Source information Start Marker
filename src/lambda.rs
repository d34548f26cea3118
#[cfg(feature = "lambda")]
use aws_config::BehaviorVersion;
#[cfg(feature = "lambda")]
use aws_sdk_s3::config::Region;
#[cfg(feature = "lambda")]
use aws_sdk_s3::Client as S3Client;
#[cfg(feature = "lambda")]
use lambda_runtime::{run, service_fn, Error, LambdaEvent};
#[cfg(feature = "lambda")]
use raptor_check::adapters::TrektellenSource;
#[cfg(feature = "lambda")]
use raptor_check::config::parse_run_date;
#[cfg(feature = "lambda")]
use raptor_check::utils::{logger, validation::Validate};
#[cfg(feature = "lambda")]
use raptor_check::{CheckPipeline, EtlEngine, LambdaConfig, RunDecision, RunOutcome, S3Storage};
#[cfg(feature = "lambda")]
use serde::{Deserialize, Serialize};
#[cfg(feature = "lambda")]
use std::collections::HashMap;

/// API Gateway request; only the query string is used.
#[cfg(feature = "lambda")]
#[derive(Deserialize)]
pub struct Request {
    #[serde(rename = "queryStringParameters")]
    pub query: Option<HashMap<String, String>>,
}

#[cfg(feature = "lambda")]
#[derive(Serialize)]
pub struct Response {
    #[serde(rename = "statusCode")]
    pub status_code: u16,
    pub headers: HashMap<String, String>,
    pub body: String,
}

#[cfg(feature = "lambda")]
fn html_response(message: &str) -> Response {
    Response {
        status_code: 200,
        headers: HashMap::from([("Content-Type".to_string(), "text/html".to_string())]),
        body: format!(
            "<html><head><title>BRC Data Preprocessor - Results</title></head><body>{}</body></html>",
            message
        ),
    }
}

#[cfg(feature = "lambda")]
async fn function_handler(event: LambdaEvent<Request>) -> Result<Response, Error> {
    tracing::info!("Starting raptor-check Lambda function");

    let query = event.payload.query.unwrap_or_default();
    let date = match query.get("date") {
        Some(value) => parse_run_date("date", value)?,
        None => chrono::Local::now().date_naive(),
    };
    let forced = query.get("forced").is_some_and(|value| value == "yes");
    let shown = date.format("%d-%m-%Y");

    let lambda_config = LambdaConfig::from_env(date)?;
    lambda_config.validate()?;

    let config = aws_config::load_defaults(BehaviorVersion::latest()).await;
    let config = aws_sdk_s3::config::Builder::from(&config)
        .region(Region::new(lambda_config.s3_region.clone()))
        .force_path_style(true)
        .build();
    let storage = S3Storage::new(
        S3Client::from_conf(config),
        lambda_config.s3_bucket.clone(),
        lambda_config.s3_prefix.clone(),
    );

    let source = TrektellenSource::new(lambda_config.trektellen.clone())?;
    let pipeline = CheckPipeline::new(storage, lambda_config, source);
    let engine = EtlEngine::new(pipeline);

    let message = match engine.run_unless_done(forced).await? {
        RunOutcome::Processed(_) => {
            format!("Data for {} has finished processing and is uploaded to S3", shown)
        }
        RunOutcome::Skipped(RunDecision::AlreadyProcessed) => {
            format!("Data for {} is processed already and stored in S3.", shown)
        }
        RunOutcome::Skipped(_) => format!(
            "Data for {} for both stations is not uploaded to Trektellen yet.",
            shown
        ),
    };

    tracing::info!("{}", message);
    Ok(html_response(&message))
}

#[cfg(feature = "lambda")]
#[tokio::main]
async fn main() -> Result<(), Error> {
    logger::init_lambda_logger();
    run(service_fn(function_handler)).await
}
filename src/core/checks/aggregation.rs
use crate::domain::model::Observation;
use chrono::Duration;

/// A species recorded as a total plus aged sub-counts of the same birds.
#[derive(Debug, Clone, Copy, PartialEq, Eq)]
pub struct SpeciesGroup {
    pub total: &'static str,
    pub non_juvenile: &'static str,
    pub juvenile: &'static str,
}

pub const HONEY_BUZZARD: SpeciesGroup = SpeciesGroup {
    total: "HB",
    non_juvenile: "HB_NONJUV",
    juvenile: "HB_JUV",
};

pub const BLACK_KITE: SpeciesGroup = SpeciesGroup {
    total: "BK",
    non_juvenile: "BK_NONJUV",
    juvenile: "BK_JUV",
};

impl SpeciesGroup {
    fn member(&self, record: &Observation) -> bool {
        record.species_in(&[self.total, self.non_juvenile, self.juvenile])
    }
}

#[derive(Debug, Default)]
struct WindowTotals {
    total: u64,
    non_juvenile: u64,
    juvenile: u64,
}

/// Flags aged sub-count records whose window holds more aged birds than the
/// total for the same station and zone.
///
/// The window is `[t - half_width, t + half_width]`, inclusive. Records for
/// which `skip` returns true are neither evaluated nor flagged, but still
/// contribute to the windows of other records. Total records are never flagged.
pub fn count_age_mismatches(
    records: &[Observation],
    group: &SpeciesGroup,
    half_width: Duration,
    skip: impl Fn(&Observation) -> bool,
) -> Vec<usize> {
    let members: Vec<usize> = records
        .iter()
        .enumerate()
        .filter(|(_, r)| group.member(r))
        .map(|(index, _)| index)
        .collect();

    let mut flagged = Vec::new();
    for &index in &members {
        let record = &records[index];
        if record.species_is(group.total) || skip(record) {
            continue;
        }

        let (Some(datetime), Some(station), Some(zone)) =
            (record.datetime, record.station, record.location.as_ref())
        else {
            continue;
        };
        let window_start = datetime - half_width;
        let window_end = datetime + half_width;

        let mut totals = WindowTotals::default();
        for other in members.iter().map(|&i| &records[i]) {
            let in_window = other
                .datetime
                .is_some_and(|dt| dt >= window_start && dt <= window_end);
            if !in_window || other.station != Some(station) || other.location.as_ref() != Some(zone) {
                continue;
            }

            let count = u64::from(other.count.unwrap_or(0));
            if other.species_is(group.total) {
                totals.total += count;
            } else if other.species_is(group.non_juvenile) {
                totals.non_juvenile += count;
            } else {
                totals.juvenile += count;
            }
        }

        if totals.non_juvenile + totals.juvenile > totals.total {
            flagged.push(index);
        }
    }
    flagged
}
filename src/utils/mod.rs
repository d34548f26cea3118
pub mod error;
pub mod logger;
pub mod monitor;
pub mod validation;
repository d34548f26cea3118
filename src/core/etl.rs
use crate::core::pipeline::{CheckPipeline, RunDecision};
use crate::core::{ConfigProvider, ObservationSource, Pipeline, Storage};
use crate::utils::error::Result;
use crate::utils::monitor::RunMonitor;

#[derive(Debug, Clone, PartialEq, Eq)]
pub enum RunOutcome {
    /// Tables were written; holds the output location.
    Processed(String),
    Skipped(RunDecision),
}

pub struct EtlEngine<P: Pipeline> {
    pipeline: P,
    monitor: RunMonitor,
}

impl<P: Pipeline> EtlEngine<P> {
    pub fn new(pipeline: P) -> Self {
        Self::new_with_monitoring(pipeline, false)
    }

    pub fn new_with_monitoring(pipeline: P, monitor_enabled: bool) -> Self {
        Self {
            pipeline,
            monitor: RunMonitor::new(monitor_enabled),
        }
    }

    pub fn pipeline(&self) -> &P {
        &self.pipeline
    }

    pub async fn run(&self) -> Result<String> {
        tracing::info!("Starting check run...");
        self.monitor.log_stats("start");

        tracing::info!("Extracting observations...");
        let observations = self.pipeline.extract().await?;
        tracing::info!("Extracted {} observations", observations.len());
        self.monitor.log_stats("extract");

        tracing::info!("Checking observations...");
        let result = self.pipeline.transform(observations).await?;
        tracing::info!(
            "Checked {} observations, {} flagged",
            result.summary.records,
            result.summary.flagged_records
        );
        self.monitor.log_stats("transform");

        tracing::info!("Saving tables...");
        let output_path = self.pipeline.load(result).await?;
        tracing::info!("Output saved to: {}", output_path);
        self.monitor.log_stats("load");
        self.monitor.log_final_stats();

        Ok(output_path)
    }
}

impl<S: Storage, C: ConfigProvider, Src: ObservationSource> EtlEngine<CheckPipeline<S, C, Src>> {
    /// Runs unless the selection is already stored or still awaiting upload.
    pub async fn run_unless_done(&self, forced: bool) -> Result<RunOutcome> {
        match self.pipeline.decide(forced).await? {
            RunDecision::Process => Ok(RunOutcome::Processed(self.run().await?)),
            skipped => {
                tracing::info!("Skipping run: {:?}", skipped);
                Ok(RunOutcome::Skipped(skipped))
            }
        }
    }
}
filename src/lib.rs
pub mod adapters;
pub mod config;
pub mod core;
pub mod domain;
pub mod utils;

#[cfg(feature = "cli")]
pub use crate::config::cli::CliConfig;
pub use crate::config::cli::LocalStorage;
#[cfg(feature = "lambda")]
pub use crate::config::lambda::{LambdaConfig, S3Storage};
pub use crate::config::toml_config::TomlConfig;
pub use crate::core::checks::{CheckParameters, FlaggingEngine, FocusPeriod, UnknownSpeciesPolicy};
pub use crate::core::etl::{EtlEngine, RunOutcome};
pub use crate::core::pipeline::{CheckPipeline, RunDecision};
pub use crate::domain::catalog::ExpectationCatalog;
pub use crate::domain::model::{CheckedObservation, Flag, Observation, RunSelection, Station};
pub use crate::utils::error::{CheckError, Result};
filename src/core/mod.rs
pub mod checks;
pub mod etl;
pub mod export;
pub mod normalize;
pub mod pipeline;

pub use crate::domain::model::{CheckedObservation, Observation, TransformResult};
pub use crate::domain::ports::{ConfigProvider, ObservationSource, Pipeline, Storage};
pub use crate::utils::error::Result;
Source information End Marker
**Your goal**
All lines from the line containing "pub mod etl;" through the end of the listing above are to be duplicated exactly; include both ends and nothing further.

**Solution**
pub mod etl;
pub mod export;
pub mod normalize;
pub mod pipeline;

pub use crate::domain::model::{CheckedObservation, Observation, TransformResult};
pub use crate::domain::ports::{ConfigProvider, ObservationSource, Pipeline, Storage};
pub use crate::utils::error::Result;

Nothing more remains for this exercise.